One evening last week, my wife complained of a sudden headache, a highly unusual event for her. The symptoms were so severe that the old doc inside me screamed “brain hemorrhage,” a symptom we couldn’t ignore — in her, or in anyone for that matter. An ambulance ride, a CT scan, multiple tests and 12 hours later I’m relieved to say that they found nothing serious, and the headache and its accompanying fear were vanquished.

This story isn’t about the patient though. It isn’t about the reports that we read of the delays and wait times (all of which are true, the product of a health-care system under severe strain). It isn’t even about the crowded, busy ER that evening. (I do have to paint a picture of one patient: a young woman, in a top way too thin for the cold fall air, a bruise prominently on her arm, holding on for dear life to her suitcase. I didn’t listen to her story of course, but one look told it all: Friday night in an inner-city ER.)

No, this story is about none of those, it’s about the health-care team that looked after my wife.

How do you judge the competence of a team? When I worked in Washington, my boss, one of the U.S.’s most respected and thoughtful medical educators, used her white board to answer the question: what do we want our physicians to be?
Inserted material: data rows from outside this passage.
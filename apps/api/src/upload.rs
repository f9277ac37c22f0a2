//! Upload policy for the résumé endpoint: what is accepted and what the
//! stored file gets named.

use chrono::Utc;
use rand::Rng;

use crate::errors::AppError;

pub const PDF_MIME: &str = "application/pdf";

/// Rejects an upload whose declared MIME type or size falls outside policy.
/// Runs before any byte is written, so a rejected upload leaves no trace.
pub fn check_upload(content_type: Option<&str>, size: usize, max_bytes: usize) -> Result<(), AppError> {
    if content_type != Some(PDF_MIME) {
        return Err(AppError::BadRequest("Only PDF files are allowed".to_string()));
    }
    if size > max_bytes {
        return Err(AppError::BadRequest(format!(
            "File exceeds the {max_bytes} byte limit"
        )));
    }
    Ok(())
}

/// Generates a collision-resistant stored name for an upload:
/// `<field>-<epoch-ms>-<random-int><original-extension>`.
pub fn generate_filename(field: &str, original_name: &str) -> String {
    let timestamp = Utc::now().timestamp_millis();
    let suffix: u32 = rand::rng().random_range(0..1_000_000_000);
    let ext = std::path::Path::new(original_name)
        .extension()
        .and_then(|e| e.to_str())
        .map(|e| format!(".{e}"))
        .unwrap_or_default();
    format!("{field}-{timestamp}-{suffix}{ext}")
}
pub mod message;
pub mod resume;
pub mod user;

use serde::{Deserialize, Serialize};

/// Sequential user id. Each entity gets its own id newtype so a resume id can
/// never be passed where a user id is expected; all serialize as plain integers.
#[derive(Debug, Clone, Copy, PartialEq, Eq, PartialOrd, Ord, Hash, Serialize, Deserialize)]
#[serde(transparent)]
pub struct UserId(pub i64);

#[derive(Debug, Clone, Copy, PartialEq, Eq, PartialOrd, Ord, Hash, Serialize, Deserialize)]
#[serde(transparent)]
pub struct MessageId(pub i64);

#[derive(Debug, Clone, Copy, PartialEq, Eq, PartialOrd, Ord, Hash, Serialize, Deserialize)]
#[serde(transparent)]
pub struct ResumeId(pub i64);

impl std::fmt::Display for UserId {
    fn fmt(&self, f: &mut std::fmt::Formatter<'_>) -> std::fmt::Result {
        self.0.fmt(f)
    }
}

impl std::fmt::Display for MessageId {
    fn fmt(&self, f: &mut std::fmt::Formatter<'_>) -> std::fmt::Result {
        self.0.fmt(f)
    }
}

impl std::fmt::Display for ResumeId {
    fn fmt(&self, f: &mut std::fmt::Formatter<'_>) -> std::fmt::Result {
        self.0.fmt(f)
    }
}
After a few minutes, the little board was filled with five “C’s”: competent, caring, collaborative, current, communicative. Hallmarks of the good physician, any health-care professional and their team, we agreed.
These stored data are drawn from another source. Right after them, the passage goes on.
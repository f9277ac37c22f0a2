use axum::{
    extract::{Path, Query, State},
    http::header,
    response::{IntoResponse, Response},
};
use serde::Deserialize;

use crate::errors::AppError;
use crate::state::AppState;

#[derive(Deserialize)]
pub struct DownloadQuery {
    pub key: Option<String>,
}

/// GET /uploads/*file
/// Streams a stored upload back to the client. `.pdf` requests are gated by a
/// shared-secret `key` query parameter; any other extension is served without
/// the check. Deliberately weak access control, kept as-is from the original
/// site — an unlisted password, not authentication.
pub async fn serve_upload(
    State(state): State<AppState>,
    Path(file): Path<String>,
    Query(query): Query<DownloadQuery>,
) -> Result<Response, AppError> {
    // Only the basename is ever looked up, so traversal segments are inert.
    let name = file.rsplit('/').next().unwrap_or(&file);

    if name.ends_with(".pdf") && query.key.as_deref() != Some(state.config.download_key.as_str()) {
        return Err(AppError::Unauthorized);
    }

    let data = state
        .files
        .read(name)
        .await?
        .ok_or_else(|| AppError::NotFound("File not found".to_string()))?;

    // The original served the whole prefix with a PDF content type.
    Ok(([(header::CONTENT_TYPE, "application/pdf")], data).into_response())
}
Those five “C’s” were demonstrated all through the long evening and night in the ER: from the paramedics at the door (in under 10 minutes, thanks), to the triage nurse, to the bedside nurses, to the McMaster residents I heard interviewing patients all around us, to the staff doctor himself. Even, I have to say, to a porter, as polite and caring as any member of the team. “You’re going to be OK,” he said to my wife as he left us.
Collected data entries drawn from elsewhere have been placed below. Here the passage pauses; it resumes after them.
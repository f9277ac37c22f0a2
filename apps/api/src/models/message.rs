use serde::{Deserialize, Serialize};

use crate::models::MessageId;

/// A contact-form submission. Immutable once stored; never deleted.
#[derive(Debug, Clone, Serialize, Deserialize)]
#[serde(rename_all = "camelCase")]
pub struct Message {
    pub id: MessageId,
    pub name: String,
    pub email: String,
    pub subject: Option<String>,
    pub message: String,
    /// RFC 3339 timestamp stamped at creation.
    pub created_at: String,
}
In the opinion of this pretty-seasoned secret shopper, these health professionals passed the five “C” test with flying colours.

Why write this article now? Good question. One, to underline the fact that doctor’s absences from the office are, as often as not, spent in keeping up-to-date, as necessary as eating and sleeping to you and me. Two, we hear enough about the complaints, don’t we? And three, as a shout-out to the staff of this particular ER department, who under what might be described as the most difficult of circumstances (the young woman was just one of dozens and dozens of patients to be seen that night) performed as an amazing team. I might even add another C - Canadian - examples of our great, if strained, healthcare system.he body content of your post goes here. To edit this text, click on it and delete this default text and start typing your own or paste your own from a different source.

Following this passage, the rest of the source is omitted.